■ Exercise data

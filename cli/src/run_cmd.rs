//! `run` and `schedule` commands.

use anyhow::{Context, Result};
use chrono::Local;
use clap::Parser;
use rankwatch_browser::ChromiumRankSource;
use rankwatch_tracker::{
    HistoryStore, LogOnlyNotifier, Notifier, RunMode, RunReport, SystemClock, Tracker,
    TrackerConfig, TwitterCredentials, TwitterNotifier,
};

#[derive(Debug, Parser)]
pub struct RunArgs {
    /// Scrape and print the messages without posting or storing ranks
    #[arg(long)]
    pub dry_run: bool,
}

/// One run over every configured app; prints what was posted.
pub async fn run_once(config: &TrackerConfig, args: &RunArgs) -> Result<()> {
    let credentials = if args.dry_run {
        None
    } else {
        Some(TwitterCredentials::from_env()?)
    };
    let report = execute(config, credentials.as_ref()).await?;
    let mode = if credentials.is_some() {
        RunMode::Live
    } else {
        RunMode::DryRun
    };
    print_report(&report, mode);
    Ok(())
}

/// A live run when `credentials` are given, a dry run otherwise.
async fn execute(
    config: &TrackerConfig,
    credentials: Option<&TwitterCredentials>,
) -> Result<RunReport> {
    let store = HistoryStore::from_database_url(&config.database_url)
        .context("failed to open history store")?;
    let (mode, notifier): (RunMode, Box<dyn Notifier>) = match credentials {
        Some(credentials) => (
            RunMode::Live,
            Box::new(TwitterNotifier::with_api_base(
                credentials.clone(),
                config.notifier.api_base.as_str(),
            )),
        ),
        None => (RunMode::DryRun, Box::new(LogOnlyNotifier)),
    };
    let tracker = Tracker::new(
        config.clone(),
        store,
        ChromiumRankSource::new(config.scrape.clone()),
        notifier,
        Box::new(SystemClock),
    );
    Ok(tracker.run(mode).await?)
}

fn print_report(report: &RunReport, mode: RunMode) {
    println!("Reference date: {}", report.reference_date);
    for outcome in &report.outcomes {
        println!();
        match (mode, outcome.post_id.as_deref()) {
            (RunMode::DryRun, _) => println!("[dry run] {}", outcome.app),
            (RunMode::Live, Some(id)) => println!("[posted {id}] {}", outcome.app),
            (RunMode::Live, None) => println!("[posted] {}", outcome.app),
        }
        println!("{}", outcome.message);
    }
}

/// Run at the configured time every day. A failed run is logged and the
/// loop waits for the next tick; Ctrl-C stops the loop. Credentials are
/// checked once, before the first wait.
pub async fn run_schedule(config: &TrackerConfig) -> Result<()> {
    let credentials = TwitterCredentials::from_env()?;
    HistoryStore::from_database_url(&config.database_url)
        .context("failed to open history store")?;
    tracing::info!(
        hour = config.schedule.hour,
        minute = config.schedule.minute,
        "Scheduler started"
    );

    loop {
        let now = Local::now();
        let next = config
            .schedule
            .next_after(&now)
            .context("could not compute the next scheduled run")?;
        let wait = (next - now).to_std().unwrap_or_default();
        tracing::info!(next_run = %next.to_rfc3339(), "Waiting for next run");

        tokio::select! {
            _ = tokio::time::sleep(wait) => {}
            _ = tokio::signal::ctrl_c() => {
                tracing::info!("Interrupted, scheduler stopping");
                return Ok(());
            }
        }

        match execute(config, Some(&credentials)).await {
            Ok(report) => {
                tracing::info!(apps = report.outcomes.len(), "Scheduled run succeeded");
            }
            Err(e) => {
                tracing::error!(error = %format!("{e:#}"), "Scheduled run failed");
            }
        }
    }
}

■ Work required
The entries above must be returned exactly.

■ Exercise result
filename cli/src/run_cmd.rs
//! `run` and `schedule` commands.

use anyhow::{Context, Result};
use chrono::Local;
use clap::Parser;
use rankwatch_browser::ChromiumRankSource;
use rankwatch_tracker::{
    HistoryStore, LogOnlyNotifier, Notifier, RunMode, RunReport, SystemClock, Tracker,
    TrackerConfig, TwitterCredentials, TwitterNotifier,
};

#[derive(Debug, Parser)]
pub struct RunArgs {
    /// Scrape and print the messages without posting or storing ranks
    #[arg(long)]
    pub dry_run: bool,
}

/// One run over every configured app; prints what was posted.
pub async fn run_once(config: &TrackerConfig, args: &RunArgs) -> Result<()> {
    let credentials = if args.dry_run {
        None
    } else {
        Some(TwitterCredentials::from_env()?)
    };
    let report = execute(config, credentials.as_ref()).await?;
    let mode = if credentials.is_some() {
        RunMode::Live
    } else {
        RunMode::DryRun
    };
    print_report(&report, mode);
    Ok(())
}

/// A live run when `credentials` are given, a dry run otherwise.
async fn execute(
    config: &TrackerConfig,
    credentials: Option<&TwitterCredentials>,
) -> Result<RunReport> {
    let store = HistoryStore::from_database_url(&config.database_url)
        .context("failed to open history store")?;
    let (mode, notifier): (RunMode, Box<dyn Notifier>) = match credentials {
        Some(credentials) => (
            RunMode::Live,
            Box::new(TwitterNotifier::with_api_base(
                credentials.clone(),
                config.notifier.api_base.as_str(),
            )),
        ),
        None => (RunMode::DryRun, Box::new(LogOnlyNotifier)),
    };
    let tracker = Tracker::new(
        config.clone(),
        store,
        ChromiumRankSource::new(config.scrape.clone()),
        notifier,
        Box::new(SystemClock),
    );
    Ok(tracker.run(mode).await?)
}

fn print_report(report: &RunReport, mode: RunMode) {
    println!("Reference date: {}", report.reference_date);
    for outcome in &report.outcomes {
        println!();
        match (mode, outcome.post_id.as_deref()) {
            (RunMode::DryRun, _) => println!("[dry run] {}", outcome.app),
            (RunMode::Live, Some(id)) => println!("[posted {id}] {}", outcome.app),
            (RunMode::Live, None) => println!("[posted] {}", outcome.app),
        }
        println!("{}", outcome.message);
    }
}

/// Run at the configured time every day. A failed run is logged and the
/// loop waits for the next tick; Ctrl-C stops the loop. Credentials are
/// checked once, before the first wait.
pub async fn run_schedule(config: &TrackerConfig) -> Result<()> {
    let credentials = TwitterCredentials::from_env()?;
    HistoryStore::from_database_url(&config.database_url)
        .context("failed to open history store")?;
    tracing::info!(
        hour = config.schedule.hour,
        minute = config.schedule.minute,
        "Scheduler started"
    );

    loop {
        let now = Local::now();
        let next = config
            .schedule
            .next_after(&now)
            .context("could not compute the next scheduled run")?;
        let wait = (next - now).to_std().unwrap_or_default();
        tracing::info!(next_run = %next.to_rfc3339(), "Waiting for next run");

        tokio::select! {
            _ = tokio::time::sleep(wait) => {}
            _ = tokio::signal::ctrl_c() => {
                tracing::info!("Interrupted, scheduler stopping");
                return Ok(());
            }
        }

        match execute(config, Some(&credentials)).await {
            Ok(report) => {
                tracing::info!(apps = report.outcomes.len(), "Scheduled run succeeded");
            }
            Err(e) => {
                tracing::error!(error = %format!("{e:#}"), "Scheduled run failed");
            }
        }
    }
}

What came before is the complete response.